I would say that toni's end will be as adequate--I know this from experience---

So Gota--got you too---way to go Michael very nice selection indeed!


----------



## Doogie (Oct 15, 2007)

sweet:dribble::dribble:


----------



## LkyLindy (Feb 1, 2008)

Mike has smacked down internationally


----------



## SmoknTaz (Jun 18, 2008)

Now that's a trade and then some.


----------



## big04deuce (May 16, 2008)

UMMM Yeah...That would make me happy too...NICE!!!


----------



## dj5213 (Apr 7, 2008)

you lucky son of a gun!!! i have been wanting to try those Opus-X's so bad!!


----------



## EKGOTSKILLZZ (Jun 17, 2008)

nice rockys


----------



## Brazilla-cl (Feb 20, 2008)

1. When I saw all those Opus I thought it was another Joe thread about receiving a package and blah blah blah.......

2. I am jumping into the PIF when I get home next week (did i mention I'm heading to Alaska for a week:whoohoo::sorry but now I don't know if I can hang with those PIF guys.

BTW Spectacular Smack!


----------



## tobacmon (May 17, 2007)

Brazilla said:


> 1. When I saw all those Opus I thought it was another Joe thread about receiving a package and blah blah blah.......
> 
> 2. I am jumping into the PIF when I get home next week (did i mention I'm heading to Alaska for a week:whoohoo::sorry but now I don't know if I can hang with those PIF guys.
> 
> BTW Spectacular Smack!


GotaCohiba is always doing great things for people here. The PIF is 5 for 5--just so happens some people here can't count ---:huh:
I say Stay Tuned--This should be GOOD!:biggrin:


----------



## baba (Nov 5, 2007)

There is a lot of happiness there. Good catch


----------



## DBCcigar (Apr 24, 2008)

WOW, very nice!


----------



## dravensghost (Sep 21, 2007)

you pictures astounded me in order
drool
than :dribble:
than eyes explode
great pick ups


----------



## BeerAdvocate-cl (Sep 6, 2007)

Very nice and well deserved. I havent had alot of OpusX but I LOVE the DP & RP!


----------



## Fatmandu (Mar 18, 2008)

I too am HAPPY..a wee bit jealous, but happy for you just the same.


----------



## GotaCohiba (Aug 20, 2007)

PIF?

I thought I won a 1000th post contest!!!
Either way I'm glad your end of our trade made it, it was my first time sending anything across the big pond.
Hope you enjoy the smokes brother.


Thanks for the kind words PAUL!!


----------



## Webmeister (Jun 12, 2007)

Mike definitely knows how to deliver a beat-down (even on a trade/PIF). Nice job!


----------



## amateurke (Mar 28, 2008)

GotaCohiba said:


> PIF?
> 
> I thought I won a 1000th post contest!!!
> Either way I'm glad your end of our trade made it, it was my first time sending anything across the big pond.
> ...


:baffled: Damn Mike!! I said that I was doing to mutch things at once!! 
If you were smart you had could ask after a few weeks if I was forgotten about your contest winning!!


----------



## GotaCohiba (Aug 20, 2007)

amateurke said:


> :baffled: Damn Mike!! I said that I was doing to mutch things at once!!
> If you were smart you had could ask after a few weeks if I was forgotten about your contest winning!!

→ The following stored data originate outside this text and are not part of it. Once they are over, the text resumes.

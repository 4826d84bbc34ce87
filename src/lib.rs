//! # Drug Discovery MCP
//!
//! Model Context Protocol (MCP) tools over the public data sources used in
//! early drug discovery research, plus a chat front end for an external agent
//! that calls them.
//!
//! ## Architecture
//!
//! The library is organized into several modules:
//!
//! - [`models`]: Queries, normalized records and tool descriptors
//! - [`sources`]: One adapter per tool (PubMed, arXiv, ChEMBL, ClinicalTrials.gov, Tavily)
//! - [`mcp`]: Tool registry with argument validation, and the MCP server
//! - [`chat`]: Web chat front end that streams replies from the agent service
//! - [`utils`]: HTTP client and terminal tables
//! - [`config`]: Configuration management

pub mod chat;
pub mod config;
pub mod mcp;
pub mod models;
pub mod sources;
pub mod utils;

// Re-export commonly used types
pub use mcp::{ToolError, ToolRegistry};
pub use models::{Query, Record};
pub use sources::{Source, SourceRegistry};

/// Library version
pub const VERSION: &str = env!("CARGO_PKG_VERSION");
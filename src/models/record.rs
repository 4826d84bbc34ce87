//! Normalized result items returned by every source adapter.

use serde::{Deserialize, Serialize};

use super::paper::Paper;

/// A ChEMBL molecule
#[derive(Debug, Clone, PartialEq, Serialize, Deserialize)]
pub struct Compound {
    pub chembl_id: String,
    pub pref_name: Option<String>,
    /// Canonical SMILES
    pub smiles: Option<String>,
    /// Highest clinical phase reached (4 = approved)
    pub max_phase: Option<f64>,
    pub molecular_formula: Option<String>,
    pub molecular_weight: Option<f64>,
}

/// A ChEMBL drug target
#[derive(Debug, Clone, PartialEq, Serialize, Deserialize)]
pub struct Target {
    pub chembl_id: String,
    pub pref_name: Option<String>,
    pub organism: Option<String>,
    pub target_type: Option<String>,
}

/// A single bioactivity measurement linking a compound to a target
#[derive(Debug, Clone, PartialEq, Serialize, Deserialize)]
pub struct Activity {
    pub activity_id: String,
    pub molecule_chembl_id: String,
    pub target_chembl_id: String,
    pub target_name: Option<String>,
    /// ChEMBL assay type code (B = binding, F = functional, A = ADMET, ...)
    pub assay_type: Option<String>,
    /// Measurement type, e.g. IC50, Ki
    pub standard_type: Option<String>,
    /// Potency value in `standard_units`
    pub standard_value: Option<f64>,
    pub standard_units: Option<String>,
    pub pchembl_value: Option<f64>,
}

/// A registered clinical study
#[derive(Debug, Clone, PartialEq, Serialize, Deserialize)]
pub struct Trial {
    pub nct_id: String,
    pub title: String,
    pub status: Option<String>,
    pub phases: Vec<String>,
    pub sponsor: Option<String>,
    pub summary: Option<String>,
    pub conditions: Vec<String>,
    pub interventions: Vec<String>,
    pub start_date: Option<String>,
    pub url: String,
}

/// One ranked web search hit
#[derive(Debug, Clone, PartialEq, Serialize, Deserialize)]
pub struct WebResult {
    /// 1-based position in the provider's ranking
    pub rank: usize,
    pub title: String,
    pub url: String,
    pub snippet: String,
    pub score: Option<f64>,
    pub published_date: Option<String>,
}

/// A direct answer synthesized by the web search provider
#[derive(Debug, Clone, PartialEq, Serialize, Deserialize)]
pub struct Answer {
    pub text: String,
}

/// A normalized result item
///
/// There is no shared schema across variants beyond [`Record::summary`] and [`Record::id`].
#[derive(Debug, Clone, PartialEq, Serialize, Deserialize)]
#[serde(tag = "kind", rename_all = "snake_case")]
pub enum Record {
    Paper(Paper),
    Compound(Compound),
    Target(Target),
    Activity(Activity),
    Trial(Trial),
    WebResult(WebResult),
    Answer(Answer),
}

impl Record {
    /// Identifier of the underlying item, when it has one
    pub fn id(&self) -> Option<&str> {
        match self {
            Record::Paper(p) => Some(&p.paper_id),
            Record::Compound(c) => Some(&c.chembl_id),
            Record::Target(t) => Some(&t.chembl_id),
            Record::Activity(a) => Some(&a.activity_id),
            Record::Trial(t) => Some(&t.nct_id),
            Record::WebResult(w) => Some(&w.url),
            Record::Answer(_) => None,
        }
    }

    /// Human-readable one-liner used for display
    pub fn summary(&self) -> String {
        match self {
            Record::Paper(p) => p.summary(),
            Record::Compound(c) => {
                let mut line = c.chembl_id.clone();
                if let Some(name) = &c.pref_name {
                    line.push_str(&format!(" {}", name));
                }
                if let Some(phase) = c.max_phase {
                    line.push_str(&format!(" (max phase {})", phase));
                }
                if let Some(smiles) = &c.smiles {
                    line.push_str(&format!(" SMILES {}", smiles));
                }
                line
            }
            Record::Target(t) => format!(
                "{} {} ({}, {})",
                t.chembl_id,
                t.pref_name.as_deref().unwrap_or("unnamed target"),
                t.organism.as_deref().unwrap_or("unknown organism"),
                t.target_type.as_deref().unwrap_or("unknown type")
            ),
            Record::Activity(a) => {
                let potency = match (&a.standard_type, a.standard_value) {
                    (Some(kind), Some(value)) => format!(
                        "{} = {} {}",
                        kind,
                        value,
                        a.standard_units.as_deref().unwrap_or("")
                    ),
                    (Some(kind), None) => kind.clone(),
                    _ => "activity".to_string(),
                };
                format!(
                    "{} -> {}{}: {}",
                    a.molecule_chembl_id,
                    a.target_chembl_id,
                    a.target_name
                        .as_deref()
                        .map(|n| format!(" ({})", n))
                        .unwrap_or_default(),
                    potency.trim_end()
                )
            }
            Record::Trial(t) => {
                let phase = if t.phases.is_empty() {
                    "N/A".to_string()
                } else {
                    t.phases.join("/")
                };
                format!(
                    "{} [{}; {}] {}",
                    t.nct_id,
                    t.status.as_deref().unwrap_or("UNKNOWN"),
                    phase,
                    t.title
                )
            }
            Record::WebResult(w) => format!("{}. {} <{}>", w.rank, w.title, w.url),
            Record::Answer(a) => format!("Answer: {}", a.text),
        }
    }
}

impl From<Paper> for Record {
    fn from(paper: Paper) -> Self {
        Record::Paper(paper)
    }
}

Damnit, could have cashed in twice!!!!!!
No worries Toni.

:biggrin:


----------



## amateurke (Mar 28, 2008)

I know, I had let them rest a little bid longer afther there trip but I could not resist them!! 

So, I smoked my first Opus "X"! What did I think? Bwaah....

... Delisious!! Top shelf cigars!! Need more of these... Mutch more!! 

So, if someone do not find them tasty, has to mutch of it, has no more place in humidor, of anny good reason to get rid of them... Send them over!!! :biggrin:
Thanks Mike for the possibility to try this one!!


----------



## Matt257 (Jan 3, 2008)

Sweet smokes!! Enjoy the OpusX Toni!


----------



## GotaCohiba (Aug 20, 2007)

I have more if your cravings start to overcome you!!!!


----------



## patefengreen (Sep 27, 2007)

Now that's simply awesome! Yeah, don't mess with that GotaCohiba fella, he don't play around!


----------



## amateurke (Mar 28, 2008)

GotaCohiba said:


> I have more if your cravings start to overcome you!!!!


I know where I should be now!!


----------



## tobacmon (May 17, 2007)

GotaCohiba said:


> PIF?
> 
> I thought I won a 1000th post contest!!!
> Either way I'm glad your end of our trade made it, it was my first time sending anything across the big pond.
> ...


I only speak the truth Brother---


----------



## HTOWNBLKGOLFR (May 1, 2007)

if you are happy , then we all are happy for you !!!...


----------